-- Records to use --

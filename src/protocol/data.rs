use serde::{Deserialize, Serialize};

use crate::domain::entity::settings::SettingsPatch;
use crate::domain::entity::{DailyStats, PomodoroSettings, TimerPhase, TimerState};

/// A [`Protocol`] represents the underlying data type used by
/// the protocol.
#[derive(Debug, Clone, PartialEq, Eq, Serialize, Deserialize)]
#[serde(tag = "type")]
pub enum Protocol {
    Request(Request),
    Response(Response),
}

/// A [`Request`] represents requests from a client.
#[derive(Debug, Clone, PartialEq, Eq, Serialize, Deserialize)]
#[serde(tag = "method")]
pub enum Request {
    Start,
    Pause,
    Reset,
    SetPhase {
        phase: TimerPhase,
        #[serde(default, skip_serializing_if = "Option::is_none")]
        duration_millis: Option<u64>,
    },
    Query,
    /// Keep the connection open and stream every published state.
    Watch,
    Settings,
    UpdateSettings {
        patch: SettingsPatch,
    },
    Stats,
}

/// A [`Response`] represents a daemon's reply. Requests that change or read
/// the timer are answered with the settled state.
#[derive(Debug, Clone, PartialEq, Eq, Serialize, Deserialize)]
#[serde(tag = "method")]
pub enum Response {
    Start { state: TimerState },
    Pause { state: TimerState },
    Reset { state: TimerState },
    SetPhase { state: TimerState },
    Query { state: TimerState },
    Watch { state: TimerState },
    Settings { settings: PomodoroSettings },
    UpdateSettings { settings: PomodoroSettings },
    Stats { stats: DailyStats },
    Failure { message: String },
}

-- What you need to do --
Give back the full listing above verbatim.

-- Your response --
filename src/protocol/data.rs
use serde::{Deserialize, Serialize};

use crate::domain::entity::settings::SettingsPatch;
use crate::domain::entity::{DailyStats, PomodoroSettings, TimerPhase, TimerState};

/// A [`Protocol`] represents the underlying data type used by
/// the protocol.
#[derive(Debug, Clone, PartialEq, Eq, Serialize, Deserialize)]
#[serde(tag = "type")]
pub enum Protocol {
    Request(Request),
    Response(Response),
}

/// A [`Request`] represents requests from a client.
#[derive(Debug, Clone, PartialEq, Eq, Serialize, Deserialize)]
#[serde(tag = "method")]
pub enum Request {
    Start,
    Pause,
    Reset,
    SetPhase {
        phase: TimerPhase,
        #[serde(default, skip_serializing_if = "Option::is_none")]
        duration_millis: Option<u64>,
    },
    Query,
    /// Keep the connection open and stream every published state.
    Watch,
    Settings,
    UpdateSettings {
        patch: SettingsPatch,
    },
    Stats,
}

/// A [`Response`] represents a daemon's reply. Requests that change or read
/// the timer are answered with the settled state.
#[derive(Debug, Clone, PartialEq, Eq, Serialize, Deserialize)]
#[serde(tag = "method")]
pub enum Response {
    Start { state: TimerState },
    Pause { state: TimerState },
    Reset { state: TimerState },
    SetPhase { state: TimerState },
    Query { state: TimerState },
    Watch { state: TimerState },
    Settings { settings: PomodoroSettings },
    UpdateSettings { settings: PomodoroSettings },
    Stats { stats: DailyStats },
    Failure { message: String },
}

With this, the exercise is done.